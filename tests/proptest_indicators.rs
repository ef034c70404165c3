//! Property-Based Tests - Indicator and Aggregation Invariants
//!
//! Uses `proptest` to verify that the incremental engines and the bar
//! aggregator maintain their invariants across random inputs.

use std::time::Duration;

use chrono::{Duration as ChronoDuration, TimeZone, Utc};
use proptest::prelude::*;

use fx_failover_feed::domain::bias::MarketBias;
use fx_failover_feed::domain::indicator::{Indicator, IndicatorValue};
use fx_failover_feed::domain::super_trend::SuperTrend;
use fx_failover_feed::domain::tick::{Bar, BarAggregator, SourceId, Tick};

fn bar_seq(closes: &[f64]) -> Vec<Bar> {
    let t0 = Utc.timestamp_opt(0, 0).single().expect("epoch");
    closes
        .iter()
        .enumerate()
        .map(|(i, &c)| Bar {
            open: c,
            high: c + 0.0005,
            low: c - 0.0005,
            close: c,
            start: t0 + ChronoDuration::seconds(i as i64 * 900),
            end: t0 + ChronoDuration::seconds((i as i64 + 1) * 900),
        })
        .collect()
}

/// Batch reference for the market bias: textbook EMA arrays over the
/// whole history, evaluated at the last bar.
fn batch_bias(bars: &[Bar], primary: u32, secondary: u32) -> Option<IndicatorValue> {
    fn ema(values: &[f64], period: u32) -> Vec<f64> {
        let alpha = 2.0 / (f64::from(period) + 1.0);
        let mut out = Vec::with_capacity(values.len());
        for (i, &v) in values.iter().enumerate() {
            if i == 0 {
                out.push(v);
            } else {
                out.push(alpha * v + (1.0 - alpha) * out[i - 1]);
            }
        }
        out
    }

    if bars.len() < primary as usize {
        return None;
    }
    let eo = ema(&bars.iter().map(|b| b.open).collect::<Vec<_>>(), primary);
    let eh = ema(&bars.iter().map(|b| b.high).collect::<Vec<_>>(), primary);
    let el = ema(&bars.iter().map(|b| b.low).collect::<Vec<_>>(), primary);
    let ec = ema(&bars.iter().map(|b| b.close).collect::<Vec<_>>(), primary);

    let n = bars.len();
    let mut ha_close = vec![0.0; n];
    let mut ha_open = vec![0.0; n];
    for i in 0..n {
        ha_close[i] = (eo[i] + eh[i] + el[i] + ec[i]) / 4.0;
        ha_open[i] = if i == 0 {
            (eo[0] + ec[0]) / 2.0
        } else {
            (ha_open[i - 1] + ha_close[i - 1]) / 2.0
        };
    }
    let o2 = ema(&ha_open, secondary);
    let c2 = ema(&ha_close, secondary);

    let bias = if c2[n - 1] > o2[n - 1] { 1 } else { -1 };
    let strength = ((c2[n - 1] - o2[n - 1]).abs() / o2[n - 1] * 100.0 * 100.0).round() / 100.0;
    Some(IndicatorValue::Bias { bias, strength })
}

// ── Market Bias Properties ──────────────────────────────────

proptest! {
    /// Silent during warm-up, then a valid reading on every bar.
    #[test]
    fn bias_warms_up_then_always_reads(
        primary in 3u32..30,
        secondary in 1u32..10,
        closes in proptest::collection::vec(0.5f64..2.0, 40..80),
    ) {
        let mut mb = MarketBias::new(primary, secondary);
        for (i, b) in bar_seq(&closes).iter().enumerate() {
            match mb.on_bar(b) {
                None => prop_assert!(
                    (i as u32) + 1 < primary,
                    "silent after warm-up at bar {i}"
                ),
                Some(IndicatorValue::Bias { bias, strength }) => {
                    prop_assert!(bias == 1 || bias == -1, "bias must be +/-1, got {bias}");
                    prop_assert!(strength.is_finite() && strength >= 0.0);
                }
                Some(other) => prop_assert!(false, "wrong value kind {other:?}"),
            }
        }
    }

    /// The O(1) incremental engine must agree with the batch recomputation.
    #[test]
    fn incremental_bias_matches_batch(
        primary in 3u32..20,
        secondary in 1u32..8,
        closes in proptest::collection::vec(0.5f64..2.0, 25..60),
    ) {
        let bars = bar_seq(&closes);
        let mut mb = MarketBias::new(primary, secondary);
        let mut last = None;
        for b in &bars {
            if let Some(v) = mb.on_bar(b) {
                last = Some(v);
            }
        }
        prop_assert_eq!(last, batch_bias(&bars, primary, secondary));
    }
}

// ── Super Trend Properties ──────────────────────────────────

proptest! {
    /// Silent during the ATR seed window, then a coherent reading.
    #[test]
    fn super_trend_readings_are_coherent(
        period in 2u32..15,
        multiplier in 0.5f64..4.0,
        closes in proptest::collection::vec(0.5f64..2.0, 30..60),
    ) {
        let mut st = SuperTrend::new(period, multiplier);
        for (i, b) in bar_seq(&closes).iter().enumerate() {
            match st.on_bar(b) {
                None => prop_assert!(
                    (i as u32) + 1 < period,
                    "silent after seed window at bar {i}"
                ),
                Some(IndicatorValue::Trend { direction, line, distance_pct }) => {
                    prop_assert!(direction == 1 || direction == -1);
                    prop_assert!(line.is_finite());
                    prop_assert!(distance_pct >= 0.0);
                }
                Some(other) => prop_assert!(false, "wrong value kind {other:?}"),
            }
        }
    }
}

// ── Bar Aggregator Properties ───────────────────────────────

proptest! {
    /// Closed bars bound their constituent ticks and their intervals.
    #[test]
    fn bars_bound_their_ticks(
        mids in proptest::collection::vec(0.5f64..2.0, 10..120),
        step_secs in 1i64..200,
    ) {
        let t0 = Utc.timestamp_opt(0, 0).single().expect("epoch");
        let mut agg = BarAggregator::new(Duration::from_secs(60));
        let mut bars = Vec::new();

        for (i, &mid) in mids.iter().enumerate() {
            let tick = Tick {
                instrument: "EURUSD".to_string(),
                bid: mid - 0.0001,
                ask: mid + 0.0001,
                ts: t0 + ChronoDuration::seconds(i as i64 * step_secs),
                seq: i as u64,
                source: SourceId::Simulated,
            };
            if let Some(bar) = agg.on_tick(&tick) {
                bars.push(bar);
            }
        }

        let mut prev_end = None;
        for bar in &bars {
            prop_assert!(bar.high >= bar.open && bar.high >= bar.close);
            prop_assert!(bar.low <= bar.open && bar.low <= bar.close);
            prop_assert!(bar.start < bar.end);
            if let Some(end) = prev_end {
                prop_assert!(bar.start >= end, "bars must not overlap");
            }
            prev_end = Some(bar.end);
        }
    }
}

☆ ☆ ☆ ☆ ☆

- _REQUIRED WORK_:
After locating the line with "across random inputs." in the material above, return it and each line after it exactly, ending at the line with "out.push(v);".

- _OUTPUT BELOW_:
//! aggregator maintain their invariants across random inputs.

use std::time::Duration;

use chrono::{Duration as ChronoDuration, TimeZone, Utc};
use proptest::prelude::*;

use fx_failover_feed::domain::bias::MarketBias;
use fx_failover_feed::domain::indicator::{Indicator, IndicatorValue};
use fx_failover_feed::domain::super_trend::SuperTrend;
use fx_failover_feed::domain::tick::{Bar, BarAggregator, SourceId, Tick};

fn bar_seq(closes: &[f64]) -> Vec<Bar> {
    let t0 = Utc.timestamp_opt(0, 0).single().expect("epoch");
    closes
        .iter()
        .enumerate()
        .map(|(i, &c)| Bar {
            open: c,
            high: c + 0.0005,
            low: c - 0.0005,
            close: c,
            start: t0 + ChronoDuration::seconds(i as i64 * 900),
            end: t0 + ChronoDuration::seconds((i as i64 + 1) * 900),
        })
        .collect()
}

/// Batch reference for the market bias: textbook EMA arrays over the
/// whole history, evaluated at the last bar.
fn batch_bias(bars: &[Bar], primary: u32, secondary: u32) -> Option<IndicatorValue> {
    fn ema(values: &[f64], period: u32) -> Vec<f64> {
        let alpha = 2.0 / (f64::from(period) + 1.0);
        let mut out = Vec::with_capacity(values.len());
        for (i, &v) in values.iter().enumerate() {
            if i == 0 {
                out.push(v);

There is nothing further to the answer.